Stored data:
Content starts

//! # Plain text problems
//!
//! A problem is a sequence of values separated by whitespace. Line breaks carry no meaning.
//!
//! 1. The number of sources and the number of destinations.
//! 2. The supply of each source, as integers.
//! 3. The demand of each destination, as integers.
//! 4. The unit costs, one row per source with a value per destination, as reals.
//!
//! For example, two sources and three destinations:
//!
//! ```text
//! 2 3
//! 20 30
//! 10 25 15
//! 2 3 1
//! 5 4 8
//! ```
use num_traits::FromPrimitive;

use crate::data::number_types::traits::Quantity;
use crate::data::transportation::Problem;
use crate::io::error::{FileLocation, ImportError, ParseError};

/// A value in the text, together with the line it was found on.
type Token<'a> = (FileLocation<'a>, &'a str);

/// Parse a problem in string form.
///
/// # Arguments
///
/// * `program`: The full text of the problem.
///
/// # Errors
///
/// A `ParseError` when values are missing, can't be read as numbers or when there are values left
/// after the costs. An `InconsistencyError` when the numbers don't describe a valid problem, for
/// example because a supply is negative.
pub fn parse<F: Quantity + FromPrimitive>(program: &str) -> Result<Problem<F>, ImportError> {
    let mut reader = Reader::new(into_tokens(program));

    let nr_sources = reader.count("the number of sources")
        .map_err(|error| ParseError::with_cause("Could not read the dimensions", error))?;
    let nr_destinations = reader.count("the number of destinations")
        .map_err(|error| ParseError::with_cause("Could not read the dimensions", error))?;

    let supply = (0..nr_sources)
        .map(|i| reader.integer(&format!("the supply of source {}", i)))
        .collect::<Result<Vec<F>, _>>()
        .map_err(|error| ParseError::with_cause("Could not read the supplies", error))?;
    let demand = (0..nr_destinations)
        .map(|j| reader.integer(&format!("the demand of destination {}", j)))
        .collect::<Result<Vec<F>, _>>()
        .map_err(|error| ParseError::with_cause("Could not read the demands", error))?;

    let mut costs = Vec::new();
    for i in 0..nr_sources {
        let row = (0..nr_destinations)
            .map(|j| reader.real(&format!("the cost from source {} to destination {}", i, j)))
            .collect::<Result<Vec<F>, _>>()
            .map_err(|error| ParseError::with_cause("Could not read the costs", error))?;
        costs.push(row);
    }

    if let Some((location, token)) = reader.tokens.next() {
        return Err(ParseError::with_file_location(
            format!("Unexpected value \"{}\" after the costs", token),
            location,
        ).into());
    }

    Ok(Problem::new(supply, demand, costs)?)
}

/// Split a text into values, remembering the line of each.
fn into_tokens(program: &str) -> impl Iterator<Item = Token<'_>> {
    program.lines()
        .enumerate()
        .map(|(number, line)| (number as u64 + 1, line)) // Count from 1
        .flat_map(|(number, line)| {
            line.split_whitespace().map(move |token| ((number, line), token))
        })
}

/// Reads values one at a time.
struct Reader<'a, I> {
    tokens: I,
    /// Line of the most recently read value, to point at when the text ends too soon.
    last: Option<FileLocation<'a>>,
}

impl<'a, I: Iterator<Item = Token<'a>>> Reader<'a, I> {
    fn new(tokens: I) -> Self {
        Self { tokens, last: None }
    }

    fn next(&mut self, what: &str) -> Result<Token<'a>, ParseError> {
        match self.tokens.next() {
            Some(token) => {
                self.last = Some(token.0);
                Ok(token)
            },
            None => {
                let description = format!("Expected {}, but the text ended", what);
                Err(match self.last {
                    Some(location) => ParseError::with_file_location(description, location),
                    None => ParseError::new(description),
                })
            },
        }
    }

    fn count(&mut self, what: &str) -> Result<usize, ParseError> {
        let (location, token) = self.next(what)?;
        token.parse().map_err(|_| ParseError::with_file_location(
            format!("Expected {}, found \"{}\"", what, token),
            location,
        ))
    }

    fn integer<F: FromPrimitive>(&mut self, what: &str) -> Result<F, ParseError> {
        let (location, token) = self.next(what)?;
        token.parse::<i64>().ok()
            .and_then(F::from_i64)
            .ok_or_else(|| ParseError::with_file_location(
                format!("Expected an integer as {}, found \"{}\"", what, token),
                location,
            ))
    }

    fn real<F: FromPrimitive>(&mut self, what: &str) -> Result<F, ParseError> {
        let (location, token) = self.next(what)?;
        token.parse::<f64>().ok()
            .and_then(F::from_f64)
            .ok_or_else(|| ParseError::with_file_location(
                format!("Expected a number as {}, found \"{}\"", what, token),
                location,
            ))
    }
}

Content ends

## PROBLEM DETAILS
What is needed is every line from the beginning of the data up to and including the line with "destination, as integers.", given again word for word.

## ANSWER TO THIS TASK
//! # Plain text problems
//!
//! A problem is a sequence of values separated by whitespace. Line breaks carry no meaning.
//!
//! 1. The number of sources and the number of destinations.
//! 2. The supply of each source, as integers.
//! 3. The demand of each destination, as integers.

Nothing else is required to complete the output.